## INFORMATION SUPPLIED
= = = =

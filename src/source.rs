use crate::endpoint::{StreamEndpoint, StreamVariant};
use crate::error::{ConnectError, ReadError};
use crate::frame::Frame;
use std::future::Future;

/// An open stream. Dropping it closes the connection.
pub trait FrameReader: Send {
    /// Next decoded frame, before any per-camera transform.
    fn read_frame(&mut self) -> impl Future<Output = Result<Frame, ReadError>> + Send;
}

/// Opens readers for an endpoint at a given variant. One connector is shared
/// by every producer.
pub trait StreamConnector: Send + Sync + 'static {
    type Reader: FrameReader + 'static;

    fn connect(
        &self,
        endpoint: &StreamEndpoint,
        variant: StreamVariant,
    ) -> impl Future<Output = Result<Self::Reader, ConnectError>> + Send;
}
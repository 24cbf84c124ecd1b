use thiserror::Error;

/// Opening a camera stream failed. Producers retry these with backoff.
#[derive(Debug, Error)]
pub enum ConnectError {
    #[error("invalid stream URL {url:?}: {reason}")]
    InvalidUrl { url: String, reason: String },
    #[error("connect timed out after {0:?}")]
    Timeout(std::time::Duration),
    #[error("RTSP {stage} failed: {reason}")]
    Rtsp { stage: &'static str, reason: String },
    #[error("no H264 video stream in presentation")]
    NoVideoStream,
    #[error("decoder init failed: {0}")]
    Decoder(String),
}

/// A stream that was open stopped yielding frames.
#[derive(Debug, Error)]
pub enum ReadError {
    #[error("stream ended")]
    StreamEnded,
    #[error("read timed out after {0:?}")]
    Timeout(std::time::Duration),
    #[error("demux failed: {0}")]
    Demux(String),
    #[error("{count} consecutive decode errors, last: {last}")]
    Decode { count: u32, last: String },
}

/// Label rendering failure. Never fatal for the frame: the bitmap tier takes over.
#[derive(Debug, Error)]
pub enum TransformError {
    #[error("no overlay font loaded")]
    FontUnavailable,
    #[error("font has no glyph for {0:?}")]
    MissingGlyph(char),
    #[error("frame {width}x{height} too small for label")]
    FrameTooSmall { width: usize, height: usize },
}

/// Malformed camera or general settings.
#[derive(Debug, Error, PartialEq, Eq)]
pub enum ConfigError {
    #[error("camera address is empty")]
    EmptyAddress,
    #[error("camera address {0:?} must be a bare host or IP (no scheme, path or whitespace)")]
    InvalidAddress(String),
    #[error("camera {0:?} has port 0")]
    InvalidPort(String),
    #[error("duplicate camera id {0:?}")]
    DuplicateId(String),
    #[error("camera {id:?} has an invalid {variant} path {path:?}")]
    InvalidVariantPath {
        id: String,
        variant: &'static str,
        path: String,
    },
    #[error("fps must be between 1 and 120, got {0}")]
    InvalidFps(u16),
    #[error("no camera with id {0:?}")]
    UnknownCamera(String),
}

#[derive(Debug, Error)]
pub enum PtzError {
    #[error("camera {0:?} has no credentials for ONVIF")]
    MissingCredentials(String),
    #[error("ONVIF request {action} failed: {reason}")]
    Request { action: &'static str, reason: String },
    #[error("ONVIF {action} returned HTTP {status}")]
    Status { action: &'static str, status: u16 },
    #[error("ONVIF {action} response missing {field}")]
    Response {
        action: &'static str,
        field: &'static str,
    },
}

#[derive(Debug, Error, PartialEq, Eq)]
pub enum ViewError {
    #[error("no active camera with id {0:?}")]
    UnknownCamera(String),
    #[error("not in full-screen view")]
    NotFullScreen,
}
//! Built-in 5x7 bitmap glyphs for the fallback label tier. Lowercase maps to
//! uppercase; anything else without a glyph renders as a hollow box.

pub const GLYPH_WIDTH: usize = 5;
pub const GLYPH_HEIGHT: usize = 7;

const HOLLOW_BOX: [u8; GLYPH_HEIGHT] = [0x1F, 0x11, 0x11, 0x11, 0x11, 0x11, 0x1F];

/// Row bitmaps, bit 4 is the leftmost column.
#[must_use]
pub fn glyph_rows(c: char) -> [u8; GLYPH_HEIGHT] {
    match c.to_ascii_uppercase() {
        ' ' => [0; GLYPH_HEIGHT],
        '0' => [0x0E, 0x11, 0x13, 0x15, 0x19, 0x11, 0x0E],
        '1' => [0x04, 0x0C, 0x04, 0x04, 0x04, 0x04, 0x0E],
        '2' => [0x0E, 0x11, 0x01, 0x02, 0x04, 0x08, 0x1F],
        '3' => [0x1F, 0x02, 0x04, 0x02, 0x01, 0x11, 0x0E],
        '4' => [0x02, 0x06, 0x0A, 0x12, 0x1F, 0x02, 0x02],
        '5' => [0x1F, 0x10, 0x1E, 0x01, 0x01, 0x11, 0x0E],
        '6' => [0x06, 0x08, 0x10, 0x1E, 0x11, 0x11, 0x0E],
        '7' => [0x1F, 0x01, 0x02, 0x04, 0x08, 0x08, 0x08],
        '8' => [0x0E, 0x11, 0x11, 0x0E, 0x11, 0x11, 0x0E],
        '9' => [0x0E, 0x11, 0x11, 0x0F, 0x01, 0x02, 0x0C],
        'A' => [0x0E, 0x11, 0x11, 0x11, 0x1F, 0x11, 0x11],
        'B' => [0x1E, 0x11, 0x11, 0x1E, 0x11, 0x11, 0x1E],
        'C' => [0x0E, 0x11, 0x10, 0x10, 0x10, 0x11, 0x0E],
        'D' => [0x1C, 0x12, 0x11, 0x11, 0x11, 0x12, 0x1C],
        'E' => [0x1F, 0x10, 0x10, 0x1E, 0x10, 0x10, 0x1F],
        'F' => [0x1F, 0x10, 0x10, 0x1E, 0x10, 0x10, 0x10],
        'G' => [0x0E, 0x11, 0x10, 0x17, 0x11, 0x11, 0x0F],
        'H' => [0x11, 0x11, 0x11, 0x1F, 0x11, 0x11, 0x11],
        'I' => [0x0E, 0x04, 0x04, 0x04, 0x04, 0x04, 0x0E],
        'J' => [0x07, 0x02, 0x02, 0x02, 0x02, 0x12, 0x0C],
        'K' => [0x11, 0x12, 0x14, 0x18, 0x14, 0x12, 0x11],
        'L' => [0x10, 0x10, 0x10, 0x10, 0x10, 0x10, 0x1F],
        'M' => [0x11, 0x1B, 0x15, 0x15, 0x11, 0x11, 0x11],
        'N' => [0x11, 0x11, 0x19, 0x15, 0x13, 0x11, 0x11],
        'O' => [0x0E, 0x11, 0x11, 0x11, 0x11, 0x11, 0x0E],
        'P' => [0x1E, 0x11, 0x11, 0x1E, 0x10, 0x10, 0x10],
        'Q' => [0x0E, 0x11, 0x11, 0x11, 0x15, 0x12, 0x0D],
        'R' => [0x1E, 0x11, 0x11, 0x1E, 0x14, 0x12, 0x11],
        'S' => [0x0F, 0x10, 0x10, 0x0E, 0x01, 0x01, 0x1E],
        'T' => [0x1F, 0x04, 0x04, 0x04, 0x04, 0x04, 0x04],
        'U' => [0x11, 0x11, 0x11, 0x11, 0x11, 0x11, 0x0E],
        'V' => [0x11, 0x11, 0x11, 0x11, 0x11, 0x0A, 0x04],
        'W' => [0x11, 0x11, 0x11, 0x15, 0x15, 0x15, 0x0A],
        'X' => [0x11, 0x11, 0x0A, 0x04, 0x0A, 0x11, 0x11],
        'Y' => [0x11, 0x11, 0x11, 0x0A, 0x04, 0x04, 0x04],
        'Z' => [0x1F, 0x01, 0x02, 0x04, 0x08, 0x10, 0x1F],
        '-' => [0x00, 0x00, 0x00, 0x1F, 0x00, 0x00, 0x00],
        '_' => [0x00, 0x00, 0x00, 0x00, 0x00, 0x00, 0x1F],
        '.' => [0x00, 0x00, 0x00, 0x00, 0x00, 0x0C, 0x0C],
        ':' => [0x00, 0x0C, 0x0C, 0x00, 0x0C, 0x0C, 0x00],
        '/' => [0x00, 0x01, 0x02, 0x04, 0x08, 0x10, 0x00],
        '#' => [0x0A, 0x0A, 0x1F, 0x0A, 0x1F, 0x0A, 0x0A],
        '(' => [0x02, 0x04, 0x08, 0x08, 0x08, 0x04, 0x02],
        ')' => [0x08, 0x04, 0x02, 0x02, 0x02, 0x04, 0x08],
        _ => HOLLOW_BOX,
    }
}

= = = =

## WORK REQUEST
From the line that has "has no glyph" through the line that has "pub enum ConfigError", copy every line exactly as it appears above, and leave out all others.

## TASK RESULT
    #[error("font has no glyph for {0:?}")]
    MissingGlyph(char),
    #[error("frame {width}x{height} too small for label")]
    FrameTooSmall { width: usize, height: usize },
}

/// Malformed camera or general settings.
#[derive(Debug, Error, PartialEq, Eq)]
pub enum ConfigError {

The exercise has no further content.